Instructions to follow: Give back every entry below, unchanged.

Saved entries
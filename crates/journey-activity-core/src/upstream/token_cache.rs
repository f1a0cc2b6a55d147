//! Credential reuse across upserts.
//!
//! A single async mutex guards the cached credential and is held across the
//! refresh, so concurrent callers queue behind one in-flight exchange and then
//! read the fresh value.

use async_trait::async_trait;
use std::sync::Arc;
use tokio::sync::Mutex;
use tracing::{debug, info};

use super::{TokenProvider, UpstreamCredential};
use crate::error::AuthError;

/// Wraps a [`TokenProvider`] and reuses its credential until it nears expiry.
///
/// Credentials that declare no expiry are passed through without caching.
pub struct CachedTokenProvider {
    inner: Arc<dyn TokenProvider>,
    refresh_margin: chrono::Duration,
    cached: Mutex<Option<UpstreamCredential>>,
}

impl CachedTokenProvider {
    pub fn new(inner: Arc<dyn TokenProvider>, refresh_margin: std::time::Duration) -> Self {
        let refresh_margin = chrono::Duration::from_std(refresh_margin)
            .unwrap_or_else(|_| chrono::Duration::zero());
        Self {
            inner,
            refresh_margin,
            cached: Mutex::new(None),
        }
    }
}

#[async_trait]
impl TokenProvider for CachedTokenProvider {
    async fn authenticate(&self) -> Result<UpstreamCredential, AuthError> {
        let mut cached = self.cached.lock().await;

        if let Some(credential) = cached.as_ref() {
            if !credential.expires_soon(self.refresh_margin) {
                debug!("Reusing cached upstream credential");
                return Ok(credential.clone());
            }
            debug!("Cached upstream credential is about to expire; refreshing");
        }

        let fresh = self.inner.authenticate().await?;
        *cached = fresh.expires_at().map(|_| fresh.clone());

        Ok(fresh)
    }

    /// A newer credential cached by another caller is kept.
    async fn invalidate(&self, rejected: &UpstreamCredential) {
        let mut cached = self.cached.lock().await;
        if cached
            .as_ref()
            .is_some_and(|c| c.access_token() == rejected.access_token())
        {
            *cached = None;
            info!("Invalidated cached upstream credential");
        } else {
            debug!("Rejected credential is no longer cached; keeping the current one");
        }
        drop(cached);
        self.inner.invalidate(rejected).await;
    }
}

#[cfg(test)]
#[path = "token_cache_tests.rs"]
mod tests;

Problem solution:
filename crates/journey-activity-core/src/upstream/token_cache.rs
repository f1a0cc2b6a55d147
//! Credential reuse across upserts.
//!
//! A single async mutex guards the cached credential and is held across the
//! refresh, so concurrent callers queue behind one in-flight exchange and then
//! read the fresh value.

use async_trait::async_trait;
use std::sync::Arc;
use tokio::sync::Mutex;
use tracing::{debug, info};

use super::{TokenProvider, UpstreamCredential};
use crate::error::AuthError;

/// Wraps a [`TokenProvider`] and reuses its credential until it nears expiry.
///
/// Credentials that declare no expiry are passed through without caching.
pub struct CachedTokenProvider {
    inner: Arc<dyn TokenProvider>,
    refresh_margin: chrono::Duration,
    cached: Mutex<Option<UpstreamCredential>>,
}

impl CachedTokenProvider {
    pub fn new(inner: Arc<dyn TokenProvider>, refresh_margin: std::time::Duration) -> Self {
        let refresh_margin = chrono::Duration::from_std(refresh_margin)
            .unwrap_or_else(|_| chrono::Duration::zero());
        Self {
            inner,
            refresh_margin,
            cached: Mutex::new(None),
        }
    }
}

#[async_trait]
impl TokenProvider for CachedTokenProvider {
    async fn authenticate(&self) -> Result<UpstreamCredential, AuthError> {
        let mut cached = self.cached.lock().await;

        if let Some(credential) = cached.as_ref() {
            if !credential.expires_soon(self.refresh_margin) {
                debug!("Reusing cached upstream credential");
                return Ok(credential.clone());
            }
            debug!("Cached upstream credential is about to expire; refreshing");
        }

        let fresh = self.inner.authenticate().await?;
        *cached = fresh.expires_at().map(|_| fresh.clone());

        Ok(fresh)
    }

    /// A newer credential cached by another caller is kept.
    async fn invalidate(&self, rejected: &UpstreamCredential) {
        let mut cached = self.cached.lock().await;
        if cached
            .as_ref()
            .is_some_and(|c| c.access_token() == rejected.access_token())
        {
            *cached = None;
            info!("Invalidated cached upstream credential");
        } else {
            debug!("Rejected credential is no longer cached; keeping the current one");
        }
        drop(cached);
        self.inner.invalidate(rejected).await;
    }
}

#[cfg(test)]
#[path = "token_cache_tests.rs"]
mod tests;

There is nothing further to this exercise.